The behavioural problems that afflicted Jumbo
more than 100 years ago are all too familiar to carers
who work with the African elephants here
in the Elephant Sanctuary in Tennessee.
The sanctuary was created to provide a home
for old or unwanted elephants across America.
The elephants themselves had been captured as orphans in Africa
and then kept isolated or locked up, like Jumbo.
When they first arrive here, many are extremely agitated
and aggressive, and evidence of self-harm
is all too obvious.
Their tusks worn down by repeated rubbing against their den walls.
The similarities to Jumbo are clear.
But there is one big difference - these elephants are all female.
So, clearly their aggressiveness cannot be due
to a surge of male hormones.
In fact, their behaviour quickly improves as they settle in
and build friendships with other elephants in the sanctuary.

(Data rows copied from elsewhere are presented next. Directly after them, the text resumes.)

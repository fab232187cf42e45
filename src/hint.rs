//! Hint calculation for Wordle guesses.
//!
//! This module computes the hint pattern (green/yellow/gray) a guess would
//! receive against a candidate answer, and enumerates the full space of
//! possible patterns.

use std::fmt;
use std::str::FromStr;

use thiserror::Error;

use crate::WORD_LENGTH;

/// The hint for a single letter position.
#[derive(Debug, Clone, Copy, PartialEq, Eq, Hash)]
pub enum LetterHint {
    /// Letter not in word (gray/black)
    Absent,
    /// Correct letter in wrong position (yellow)
    Present,
    /// Correct letter in correct position (green)
    Correct,
}

impl LetterHint {
    /// Convert to the single-character text encoding (`b`/`y`/`g`).
    pub fn to_char(self) -> char {
        match self {
            LetterHint::Absent => 'b',
            LetterHint::Present => 'y',
            LetterHint::Correct => 'g',
        }
    }

    /// Parse from the text encoding: b=black, y=yellow, g=green.
    pub fn from_char(c: char) -> Option<Self> {
        match c {
            'b' => Some(LetterHint::Absent),
            'y' => Some(LetterHint::Present),
            'g' => Some(LetterHint::Correct),
            _ => None,
        }
    }
}

/// Errors produced when parsing a hint string.
#[derive(Debug, Error, PartialEq, Eq)]
pub enum HintParseError {
    #[error("wrong size: expected {WORD_LENGTH}, got {0}")]
    WrongLength(usize),

    #[error("unexpected hint character {0:?}, use b (black), y (yellow), g (green)")]
    BadChar(char),
}

/// A complete hint for a 5-letter guess: one [`LetterHint`] per position.
#[derive(Debug, Clone, Copy, PartialEq, Eq, Hash)]
pub struct WordHint(pub [LetterHint; WORD_LENGTH]);

impl WordHint {
    /// The hint indicating all correct (winning).
    pub const ALL_CORRECT: Self = Self([LetterHint::Correct; WORD_LENGTH]);

    /// Total number of possible hints (3^5).
    pub const COUNT: usize = 243;

    /// Calculate the hint for a guess against an answer word.
    ///
    /// Standard Wordle rules, duplicate-aware: a pass over exact matches
    /// first, then a pass that marks a letter Present only while the answer
    /// still has unconsumed occurrences of it. An answer letter is never
    /// credited to two guess positions.
    pub fn calculate(guess: &str, answer: &str) -> Self {
        let guess = guess.as_bytes();
        let answer = answer.as_bytes();

        debug_assert_eq!(guess.len(), WORD_LENGTH);
        debug_assert_eq!(answer.len(), WORD_LENGTH);

        let mut hints = [LetterHint::Absent; WORD_LENGTH];
        let mut unconsumed = [0u8; 26];

        for i in 0..WORD_LENGTH {
            if guess[i] == answer[i] {
                hints[i] = LetterHint::Correct;
            } else {
                unconsumed[(answer[i] - b'a') as usize] += 1;
            }
        }

        for i in 0..WORD_LENGTH {
            if hints[i] != LetterHint::Correct {
                let letter = (guess[i] - b'a') as usize;
                if unconsumed[letter] > 0 {
                    hints[i] = LetterHint::Present;
                    unconsumed[letter] -= 1;
                }
            }
        }

        Self(hints)
    }

    /// The hint at a given index in odometer order: each position is a base-3
    /// digit (Absent < Present < Correct) with position 0 least significant.
    pub fn from_index(index: usize) -> Self {
        debug_assert!(index < Self::COUNT);

        let mut remainder = index;
        let mut hints = [LetterHint::Absent; WORD_LENGTH];
        for hint in hints.iter_mut() {
            *hint = match remainder % 3 {
                0 => LetterHint::Absent,
                1 => LetterHint::Present,
                2 => LetterHint::Correct,
                _ => unreachable!(),
            };
            remainder /= 3;
        }
        Self(hints)
    }

    /// All 3^5 possible hints, in odometer order.
    pub fn all() -> Vec<Self> {
        (0..Self::COUNT).map(Self::from_index).collect()
    }

    /// Check if this hint represents a win (all correct).
    pub fn is_win(self) -> bool {
        self == Self::ALL_CORRECT
    }
}

impl FromStr for WordHint {
    type Err = HintParseError;

    fn from_str(s: &str) -> Result<Self, Self::Err> {
        if s.chars().count() != WORD_LENGTH {
            return Err(HintParseError::WrongLength(s.chars().count()));
        }

        let mut hints = [LetterHint::Absent; WORD_LENGTH];
        for (hint, c) in hints.iter_mut().zip(s.chars()) {
            *hint = LetterHint::from_char(c).ok_or(HintParseError::BadChar(c))?;
        }
        Ok(Self(hints))
    }
}

impl fmt::Display for WordHint {
    fn fmt(&self, f: &mut fmt::Formatter<'_>) -> fmt::Result {
        for hint in self.0 {
            write!(f, "{}", hint.to_char())?;
        }
        Ok(())
    }
}
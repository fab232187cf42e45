//! # Wordle Entropy
//!
//! A multithreaded Wordle solver that ranks guesses by expected information
//! gain (entropy).
//!
//! Each round, every word still consistent with the observed hints is scored
//! by how much it is expected to shrink the candidate set, and the
//! highest-entropy word is suggested. Scoring is spread across a persistent
//! pool of worker threads, each permanently owning a shard of the 3^5 hint
//! patterns; see [`EntropyPool`] for how the reduction stays deterministic.
//!
//! The solver works both when the answer is unknown (a human relays hints
//! from a real game) and when it is known (an [`OraclePlayer`] derives hints
//! itself, useful for testing and benchmarking).

pub mod constraint;
pub mod entropy;
pub mod game;
pub mod hint;
pub mod player;

pub use constraint::Constraint;
pub use entropy::EntropyPool;
pub use game::{best_guess, guess_distribution, Game, OpeningGuess, SolveError};
pub use hint::{HintParseError, LetterHint, WordHint};
pub use player::{OraclePlayer, Player};

/// Word length for Wordle
pub const WORD_LENGTH: usize = 5;

/// Load the dictionary from the embedded file
pub fn load_dictionary() -> Vec<String> {
    include_str!("../dictionary/words.txt")
        .lines()
        .filter(|line| !line.is_empty())
        .map(|s| s.to_lowercase())
        .collect()
}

We now know that elephants are extremely social animals,
they need the company of their own kind.
And we also know that they're extremely intelligent,
they easily get bored.
So keeping a single elephant in captivity
is not a way to rear a happy and healthy elephant.
To visitors to London Zoo in the 19th century,
Jumbo did indeed appear to be a happy elephant,
but they had no idea of his aggressive darker side.
Bartlett kept that a secret.
And back at the museum in New York,
there is evidence that his life in captivity
was also damaging his physical health.
When we look at the knee, we see all sorts of kind of changes in the bone
that we wouldn't really expect to see in an elephant of his age.
Remember, Jumbo's only 24 and still growing.
But what we see actually when we start looking at the bone surface,
we can see it's really roughened
and you'll see these extra lumps of bone that shouldn't be there.
You've got them on this side
and John's got them on the side of the tibia here.
Yeah, there's some bumps invading into the joint surface itself,
which is not a good sign.
And what these are is, these are lumps of bone
at the point where ligaments are attaching to the joints,
and the bone is adapting to try and compensate
for all those stresses he's experiencing.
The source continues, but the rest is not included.